Early this August, we wrote about cybercriminals using a well-publicized vulnerability in Android to launch an attack against users who do their online banking on their mobile devices through an app. This time, we discovered a mobile phishing attack that not only attempts to steal users’ login details, but also asks victims to upload an image file copy of their government-issued ID.
This particular phishing campaign resembles the typical scenario: it involves a spoofed website of the bank’s mobile online banking login site, with a URL that closely mimics the original banking site.
Despite the similarities, though, there are some noticeable differences, such as the support for SSL protocols. Thus, the phishing site does not have the usual security symbol nor the HTTPS:// protocol that usually identifies a secure website. There are also graphical differences between the two:
Figure 1. Legitimate site vs. spoofed page
The phishing page asks for the user’s login details – but it doesn’t stop there. After entering their login details, the user will be sent to another spoofed page that then asks for their e-mail address and password. This is presumably so that when the user tries to recover their account by changing their login details, the cybercriminals responsible will be notified and thus still be able to access the said account.
Figure 2. Phishing page asking for email credentials
Not yet satisfied with all of this stolen information, the scam goes on to lead the user to another spoofed website that then asks the user to upload a scanned image file of their government-issued ID.
Figure 3. Phishing page that asks for an image of a government ID
Assuming that the user does supply such a file, they will be asked to continue to their account via a link – but the link, of course, only leads to a dead website.
This is an unprecedented level of phishing here, as not only does the cybercriminal get access to the victim’s bank account and email account, but they also get the victim’s identification card – which could be used for all sorts of scams and fraud involving identity theft.
While phishing attacks that actually ask for scanned copies of real-world identification is new, the barter of such material isn’t. In our paper about the cybercriminal underground in Russia, Russian Underground 101, we talked about how copies of victims’ identification documents s are bartered and sold not only for profit but also for use in identity theft, with prices that range from US$2 to US$25, depending on the type of document. These documents could be identification cards, passports, to working VISAs.
Mobile phishing is on the rise. We’ve reported as much early this year, as well as how the cybercriminals dabbling in it are using the limitations inherent in the platform to carry out their deeds (such as the small screen size hiding URL discrepancies and security symbols). With smartphones being as popular as they are and being powerful enough to do most tasks we usually devote a desktop to, it’s not surprising that cybercriminals are taking advantage of the platform to nab more victims and milk them dry for personal information.
Thankfully, users can protect themselves from this kind of cybercriminal activity. Some practices the user can keep in mind:
- Bookmark frequently-visited websites. This eliminates the chance of being routed to a phishing website through typographical errors in the URL bar.

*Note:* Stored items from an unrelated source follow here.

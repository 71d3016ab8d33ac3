use std::env;
use std::fmt;
use std::net::{IpAddr, SocketAddr};
use std::path::{Path, PathBuf};

use crate::serving::manifest::meta_path_for;

/// Distinguishes runtime behavior for different stages of the service.
#[derive(Debug, Clone, Copy, PartialEq, Eq)]
pub enum AppEnvironment {
    Development,
    Test,
    Production,
}

impl AppEnvironment {
    fn from_str(value: &str) -> Self {
        match value.trim().to_ascii_lowercase().as_str() {
            "prod" | "production" => Self::Production,
            "test" | "ci" => Self::Test,
            _ => Self::Development,
        }
    }
}

/// Top-level configuration for the application.
#[derive(Debug, Clone)]
pub struct AppConfig {
    pub environment: AppEnvironment,
    pub server: ServerConfig,
    pub telemetry: TelemetryConfig,
    pub model: ModelConfig,
}

impl AppConfig {
    pub fn load() -> Result<Self, ConfigError> {
        dotenvy::dotenv().ok();

        let environment = AppEnvironment::from_str(
            &env::var("APP_ENV").unwrap_or_else(|_| "development".to_string()),
        );

        let host = env::var("APP_HOST").unwrap_or_else(|_| "127.0.0.1".to_string());
        let port = env::var("APP_PORT")
            .unwrap_or_else(|_| "8000".to_string())
            .parse::<u16>()
            .map_err(|_| ConfigError::InvalidPort)?;

        let log_level = env::var("APP_LOG_LEVEL").unwrap_or_else(|_| "info".to_string());

        let project_root = match env::var("PROJECT_ROOT") {
            Ok(root) if !root.trim().is_empty() => PathBuf::from(root),
            _ => env::current_dir().map_err(|source| ConfigError::ProjectRoot { source })?,
        };
        let model = ModelConfig::resolve(
            &project_root,
            non_empty_var("MODEL_PATH"),
            non_empty_var("META_PATH"),
        );

        Ok(Self {
            environment,
            server: ServerConfig { host, port },
            telemetry: TelemetryConfig { log_level },
            model,
        })
    }
}

fn non_empty_var(key: &str) -> Option<PathBuf> {
    env::var(key)
        .ok()
        .filter(|value| !value.trim().is_empty())
        .map(PathBuf::from)
}

/// Settings controlling the HTTP server binding.
#[derive(Debug, Clone)]
pub struct ServerConfig {
    pub host: String,
    pub port: u16,
}

impl ServerConfig {
    pub fn socket_addr(&self) -> Result<SocketAddr, ConfigError> {
        if self.host.eq_ignore_ascii_case("localhost") {
            return Ok(SocketAddr::new(IpAddr::from([127, 0, 0, 1]), self.port));
        }

        let ip: IpAddr = self
            .host
            .parse()
            .map_err(|source| ConfigError::InvalidHost { source })?;

        Ok(SocketAddr::new(ip, self.port))
    }
}

/// Tracing and metrics controls.
#[derive(Debug, Clone)]
pub struct TelemetryConfig {
    pub log_level: String,
}

/// Location of the model artifact and its sidecar manifest.
#[derive(Debug, Clone, PartialEq, Eq)]
pub struct ModelConfig {
    pub model_path: PathBuf,
    pub meta_path: PathBuf,
}

impl ModelConfig {
    pub const DEFAULT_MODEL_FILE: &'static str = "models/baseline.onnx";

    /// Resolves both paths, defaulting the model under `project_root` and the
    /// manifest next to whichever model path wins.
    pub fn resolve(
        project_root: &Path,
        model_override: Option<PathBuf>,
        meta_override: Option<PathBuf>,
    ) -> Self {
        let model_path =
            model_override.unwrap_or_else(|| project_root.join(Self::DEFAULT_MODEL_FILE));
        let meta_path = meta_override.unwrap_or_else(|| meta_path_for(&model_path));
        Self {
            model_path,
            meta_path,
        }
    }
}

#[derive(Debug)]
pub enum ConfigError {
    InvalidPort,
    InvalidHost { source: std::net::AddrParseError },
    ProjectRoot { source: std::io::Error },
}

impl fmt::Display for ConfigError {
    fn fmt(&self, f: &mut fmt::Formatter<'_>) -> fmt::Result {
        match self {
            ConfigError::InvalidPort => write!(f, "APP_PORT must be a valid u16"),
            ConfigError::InvalidHost { .. } => {
                write!(f, "APP_HOST must parse to an IPv4 or IPv6 address")
            }
            ConfigError::ProjectRoot { .. } => {
                write!(f, "PROJECT_ROOT is unset and the working directory is unavailable")
            }
        }
    }
}

impl std::error::Error for ConfigError {
    fn source(&self) -> Option<&(dyn std::error::Error + 'static)> {
        match self {
            ConfigError::InvalidPort => None,
            ConfigError::InvalidHost { source } => Some(source),
            ConfigError::ProjectRoot { source } => Some(source),
        }
    }
}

- Always verify first. Users should verify first with the institutions involved (such as their bank) whenever encountering strange and unexpected procedures in their transactions.
- Use a security solution. Security solutions immediately block phishing websites, preventing users from mistakenly accessing them.
Trend Micro users are protected from all the elements involved with this phishing threat, with the URLs of the fake website blocked.